- Rosedale, Washington Location within Washington (state)
- Coordinates: 47°20′38″N 122°37′39″W﻿ / ﻿47.34389°N 122.62750°W
- Country: United States
- State: Washington
- County: Pierce

Area
- • Total: 4.6 sq mi (12.0 km^{2})
- Elevation: 135 ft (41 m)

Population (2020)
- • Total: 4,357
- • Density: 940/sq mi (363/km^{2})
- Time zone: Pacific
- Area code: 253
- GNIS feature ID: 2585032

= Rosedale, Washington =

Rosedale is a census-designated place (CDP) located in Pierce County, Washington. As of the 2020 census, Rosedale had a population of 4,357.

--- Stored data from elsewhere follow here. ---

impl PaneCursor {
    fn page(&mut self, text: &str, size: usize) -> Option<String> {
        if text != self.last_text {
            self.index = 0;
            self.last_text = text.to_string();
        }
        let pages = paginate(text, size);
        if pages.is_empty() {
            self.index = 0;
            return None;
        }
        let count = pages.len();
        let current = self.index % count;
        self.index = (current + 1) % count;
        Some(format!("({}/{count}) {}", current + 1, pages[current]))
    }

    fn scroll(&mut self, text: &str, window: usize, step: usize) -> Option<String> {
        let shown = visible(text, self.offset, window);
        let period = (char_len(text) + window).max(1);
        self.offset = (self.offset + step) % period;
        (!shown.is_empty()).then_some(shown)
    }
}

/// Rendering state of one marquee session
#[derive(Clone, Debug)]
pub struct MarqueeCursor {
    mode: MarqueeMode,
    window: usize,
    step: usize,
    empty_ticks_to_idle: u32,
    thinking: PaneCursor,
    response: PaneCursor,
    empty_ticks: u32,
    last_sent: Option<String>,
}

impl MarqueeCursor {
    /// New cursor; window and step are clamped to at least 1
    #[must_use]
    pub fn new(mode: MarqueeMode, window: usize, step: usize, empty_ticks_to_idle: u32) -> Self {
        Self {
            mode,
            window: window.max(1),
            step: step.max(1),
            empty_ticks_to_idle,
            thinking: PaneCursor::default(),
            response: PaneCursor::default(),
            empty_ticks: 0,
            last_sent: None,
        }
    }

    /// Rendering mode
    #[must_use]
    pub fn mode(&self) -> MarqueeMode {
        self.mode
    }

    /// Advance one tick over already sanitized pane texts
    pub fn tick(&mut self, thinking: &str, response: &str, layout: &MarqueeLayout) -> MarqueeTick {
        if thinking.trim().is_empty() && response.trim().is_empty() {
            self.empty_ticks += 1;
            return if self.empty_ticks >= self.empty_ticks_to_idle {
                MarqueeTick::Idle
            } else {
                MarqueeTick::Waiting
            };
        }
        self.empty_ticks = 0;

        let (top, bottom) = match self.mode {
            MarqueeMode::Paginate => {
                let size = layout.page_size(self.window);
                (
                    self.thinking.page(thinking, size),
                    self.response.page(response, size),
                )
            }
            MarqueeMode::Scroll => {
                let window = layout.scroll_window(self.window);
                (
                    self.thinking.scroll(thinking, window, self.step),
                    self.response.scroll(response, window, self.step),
                )
            }
        };

        let top = top.map_or_else(
            || THINKING_LABEL.trim_end().to_string(),
            |t| format!("{THINKING_LABEL}{t}"),
        );
        let bottom = bottom.map_or_else(
            || RESPONSE_LABEL.trim_end().to_string(),
            |b| format!("{RESPONSE_LABEL}{b}"),
        );
        let frame = layout.assemble(&top, &bottom);

        if self.last_sent.as_deref() == Some(frame.as_str()) {
            MarqueeTick::Unchanged
        } else {
            MarqueeTick::Render(frame)
        }
    }

    /// Remember a frame that reached the chatbox
    pub fn record_sent(&mut self, frame: String) {
        self.last_sent = Some(frame);
    }
}

struct MarqueeSession {
    key: String,
    session_id: u64,
    thinking: MarqueeSource,
    response: MarqueeSource,
    cursor: MarqueeCursor,
    interval: Duration,
}

async fn run_marquee(weak: Weak<Inner>, mut session: MarqueeSession) {
    let mut ticker = tokio::time::interval(session.interval);
    ticker.set_missed_tick_behavior(MissedTickBehavior::Skip);

    loop {
        ticker.tick().await;
        let Some(inner) = weak.upgrade() else {
            return;
        };
        if !inner.is_operational() {
            break;
        }

        let thinking = inner.sanitizer.clean(&session.thinking.pull());
        let response = inner.sanitizer.clean(&session.response.pull());
        let layout = MarqueeLayout::compute(&inner.config, session.cursor.mode());

        match session.cursor.tick(&thinking, &response, &layout) {
            MarqueeTick::Render(frame) => {
                if inner.transmit_text(&frame).is_ok() {
                    session.cursor.record_sent(frame);
                }
            }
            MarqueeTick::Unchanged | MarqueeTick::Waiting => {}
            MarqueeTick::Idle => {
                tracing::debug!(key = %session.key, "Marquee empty, handing over to idle block");
                let decision = inner.maybe_send_idle_ui();
                tracing::debug!(key = %session.key, %decision, "Idle block after marquee");
                break;
            }
        }
    }

    if let Some(inner) = weak.upgrade() {
        let session_id = session.session_id;
        inner
            .marquees
            .remove_if(&session.key, |_, handle| handle.session_id == session_id);
        tracing::info!(key = %session.key, "Marquee ended");
    }
}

A post office called Rosedale was established in 1887, and remained in operation until 1918. The community was named for roses near the original town site.
==Demographics==

Rosedale first appeared as a census designated place in the 2010 U.S. census.

Historical population
| Census | Pop. | Note | %± |
| 2010 | 4,044 |  | — |
| 2020 | 4,357 |  | 7.7% |
U.S. Decennial Census 2000 2010

===Racial and ethnic composition===

Rosedale CDP, Washington – Racial and ethnic composition Note: the US Census treats Hispanic/Latino as an ethnic category. This table excludes Latinos from the racial categories and assigns them to a separate category. Hispanics/Latinos may be of any race.
| Race / Ethnicity (NH = Non-Hispanic) | Pop 2010 | Pop 2020 | % 2010 | % 2020 |
|---|---|---|---|---|
| White alone (NH) | 3,407 | 3,491 | 84.25% | 80.12% |
| Black or African American alone (NH) | 156 | 105 | 3.86% | 2.41% |
| Native American or Alaska Native alone (NH) | 70 | 78 | 1.73% | 1.79% |
| Asian alone (NH) | 71 | 80 | 1.76% | 1.84% |
| Native Hawaiian or Pacific Islander alone (NH) | 13 | 6 | 0.32% | 0.14% |
| Other race alone (NH) | 7 | 18 | 0.17% | 0.41% |
| Mixed race or Multiracial (NH) | 120 | 239 | 2.97% | 5.49% |
| Hispanic or Latino (any race) | 200 | 340 | 4.95% | 7.80% |
| Total | 4,044 | 4,357 | 100.00% | 100.00% |

In 2010, it had a population of 4,044 inhabitants. 1,478 are male. 2,566 are female.